[Items from a data source]
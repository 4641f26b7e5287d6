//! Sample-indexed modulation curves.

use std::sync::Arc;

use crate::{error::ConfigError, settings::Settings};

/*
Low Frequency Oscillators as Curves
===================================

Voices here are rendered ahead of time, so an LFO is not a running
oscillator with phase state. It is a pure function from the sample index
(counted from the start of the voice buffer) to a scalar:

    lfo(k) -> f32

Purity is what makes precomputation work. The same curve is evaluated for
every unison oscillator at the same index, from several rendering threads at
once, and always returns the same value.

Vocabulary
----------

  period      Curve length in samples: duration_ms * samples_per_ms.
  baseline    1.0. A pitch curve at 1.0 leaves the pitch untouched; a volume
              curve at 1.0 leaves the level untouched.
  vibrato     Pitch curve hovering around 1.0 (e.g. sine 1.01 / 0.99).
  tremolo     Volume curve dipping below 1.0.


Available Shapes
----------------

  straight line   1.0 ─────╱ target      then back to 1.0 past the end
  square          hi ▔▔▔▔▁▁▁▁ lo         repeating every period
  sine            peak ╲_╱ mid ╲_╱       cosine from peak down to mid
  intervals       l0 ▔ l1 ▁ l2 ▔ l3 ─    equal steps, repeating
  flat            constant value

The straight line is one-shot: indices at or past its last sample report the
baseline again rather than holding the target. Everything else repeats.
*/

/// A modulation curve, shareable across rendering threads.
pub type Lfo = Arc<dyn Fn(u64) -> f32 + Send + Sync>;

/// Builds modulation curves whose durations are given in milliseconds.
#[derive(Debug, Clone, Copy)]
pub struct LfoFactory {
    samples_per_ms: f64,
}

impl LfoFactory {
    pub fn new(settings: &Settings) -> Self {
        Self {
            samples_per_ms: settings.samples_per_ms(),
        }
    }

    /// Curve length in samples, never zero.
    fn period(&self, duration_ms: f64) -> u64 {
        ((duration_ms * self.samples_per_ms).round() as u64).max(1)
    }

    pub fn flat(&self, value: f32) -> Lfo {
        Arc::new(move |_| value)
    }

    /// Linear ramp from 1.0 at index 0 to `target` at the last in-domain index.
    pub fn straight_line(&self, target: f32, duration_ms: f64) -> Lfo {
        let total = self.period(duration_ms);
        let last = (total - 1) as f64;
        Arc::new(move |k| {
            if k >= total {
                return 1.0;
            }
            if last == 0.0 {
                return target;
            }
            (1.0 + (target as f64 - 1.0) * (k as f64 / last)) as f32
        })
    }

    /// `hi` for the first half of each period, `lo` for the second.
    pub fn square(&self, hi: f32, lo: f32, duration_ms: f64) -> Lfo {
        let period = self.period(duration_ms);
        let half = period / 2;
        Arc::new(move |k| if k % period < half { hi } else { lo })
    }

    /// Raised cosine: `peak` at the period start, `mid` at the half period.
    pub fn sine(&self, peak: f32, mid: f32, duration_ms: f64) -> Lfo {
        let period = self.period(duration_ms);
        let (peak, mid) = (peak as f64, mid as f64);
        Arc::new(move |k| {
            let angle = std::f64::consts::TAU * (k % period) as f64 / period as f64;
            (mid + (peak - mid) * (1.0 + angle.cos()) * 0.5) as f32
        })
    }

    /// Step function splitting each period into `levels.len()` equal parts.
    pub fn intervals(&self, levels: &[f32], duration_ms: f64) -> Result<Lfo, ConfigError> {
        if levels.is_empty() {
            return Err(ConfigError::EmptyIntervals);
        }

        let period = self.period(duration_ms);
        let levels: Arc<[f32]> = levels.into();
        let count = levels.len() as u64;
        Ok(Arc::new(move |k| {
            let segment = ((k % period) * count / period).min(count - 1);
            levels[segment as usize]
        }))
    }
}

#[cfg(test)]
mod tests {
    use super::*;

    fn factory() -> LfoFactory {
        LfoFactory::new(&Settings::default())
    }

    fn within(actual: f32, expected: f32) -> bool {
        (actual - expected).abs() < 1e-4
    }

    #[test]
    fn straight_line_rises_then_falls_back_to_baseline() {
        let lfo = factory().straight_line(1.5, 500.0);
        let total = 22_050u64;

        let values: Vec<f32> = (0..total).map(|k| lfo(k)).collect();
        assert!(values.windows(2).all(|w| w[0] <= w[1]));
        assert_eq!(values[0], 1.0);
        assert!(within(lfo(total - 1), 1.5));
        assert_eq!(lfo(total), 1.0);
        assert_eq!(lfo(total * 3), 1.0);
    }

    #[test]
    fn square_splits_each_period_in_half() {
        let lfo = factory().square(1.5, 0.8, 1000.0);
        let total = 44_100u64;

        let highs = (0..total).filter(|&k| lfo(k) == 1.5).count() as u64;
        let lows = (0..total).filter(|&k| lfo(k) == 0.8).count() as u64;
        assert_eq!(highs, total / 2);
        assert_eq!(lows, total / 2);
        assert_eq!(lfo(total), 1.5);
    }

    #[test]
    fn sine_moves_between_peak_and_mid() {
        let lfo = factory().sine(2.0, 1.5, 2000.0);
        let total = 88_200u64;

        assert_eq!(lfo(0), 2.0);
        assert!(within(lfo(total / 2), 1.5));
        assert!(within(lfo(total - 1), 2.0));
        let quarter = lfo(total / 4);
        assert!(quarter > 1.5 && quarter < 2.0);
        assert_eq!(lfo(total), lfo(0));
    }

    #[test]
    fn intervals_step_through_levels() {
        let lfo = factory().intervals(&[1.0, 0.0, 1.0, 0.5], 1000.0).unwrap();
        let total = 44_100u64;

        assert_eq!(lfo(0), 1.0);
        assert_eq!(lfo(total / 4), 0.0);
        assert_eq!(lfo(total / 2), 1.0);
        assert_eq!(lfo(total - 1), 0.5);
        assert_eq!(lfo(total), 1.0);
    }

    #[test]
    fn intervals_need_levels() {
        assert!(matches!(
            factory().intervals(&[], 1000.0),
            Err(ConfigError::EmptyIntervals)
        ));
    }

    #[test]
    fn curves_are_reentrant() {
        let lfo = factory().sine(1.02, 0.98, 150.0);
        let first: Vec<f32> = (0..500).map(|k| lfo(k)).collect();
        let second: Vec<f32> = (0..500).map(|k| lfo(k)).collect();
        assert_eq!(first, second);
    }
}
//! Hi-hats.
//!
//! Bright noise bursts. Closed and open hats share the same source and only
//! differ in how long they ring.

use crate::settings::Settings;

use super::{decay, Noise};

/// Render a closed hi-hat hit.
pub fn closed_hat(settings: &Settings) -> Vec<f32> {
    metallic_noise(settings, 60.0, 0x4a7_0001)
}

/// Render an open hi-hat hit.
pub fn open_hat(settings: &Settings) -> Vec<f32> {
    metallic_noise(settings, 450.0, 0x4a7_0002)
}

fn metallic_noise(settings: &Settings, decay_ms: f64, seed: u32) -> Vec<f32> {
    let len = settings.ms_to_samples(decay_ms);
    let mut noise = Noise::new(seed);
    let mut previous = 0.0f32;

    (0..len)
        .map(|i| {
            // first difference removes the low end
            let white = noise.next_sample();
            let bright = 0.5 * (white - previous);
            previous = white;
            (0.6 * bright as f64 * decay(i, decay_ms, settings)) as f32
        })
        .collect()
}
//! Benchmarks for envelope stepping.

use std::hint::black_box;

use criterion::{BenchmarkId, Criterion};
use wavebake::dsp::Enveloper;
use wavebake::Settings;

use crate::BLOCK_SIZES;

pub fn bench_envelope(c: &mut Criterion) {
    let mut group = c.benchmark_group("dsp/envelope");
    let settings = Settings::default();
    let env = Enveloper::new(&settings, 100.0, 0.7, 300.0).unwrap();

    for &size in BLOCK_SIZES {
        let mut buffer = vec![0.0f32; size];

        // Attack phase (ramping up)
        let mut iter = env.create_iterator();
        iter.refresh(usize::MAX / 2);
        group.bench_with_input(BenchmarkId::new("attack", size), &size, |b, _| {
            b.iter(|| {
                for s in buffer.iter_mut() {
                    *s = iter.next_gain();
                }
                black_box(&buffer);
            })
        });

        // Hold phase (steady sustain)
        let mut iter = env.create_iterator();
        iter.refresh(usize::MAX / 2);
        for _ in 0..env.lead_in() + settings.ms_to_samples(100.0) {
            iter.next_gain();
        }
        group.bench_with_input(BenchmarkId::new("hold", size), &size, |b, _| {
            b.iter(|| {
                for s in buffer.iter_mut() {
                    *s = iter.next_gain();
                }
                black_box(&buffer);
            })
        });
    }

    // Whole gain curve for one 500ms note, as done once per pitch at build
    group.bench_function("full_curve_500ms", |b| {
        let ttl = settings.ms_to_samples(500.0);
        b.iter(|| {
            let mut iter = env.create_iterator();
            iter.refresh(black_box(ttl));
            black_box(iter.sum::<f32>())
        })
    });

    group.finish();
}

### TRY IT
For the entries above, please state how many lines contain the string "last"; give the number and nothing else.

### FINISHED TASK
5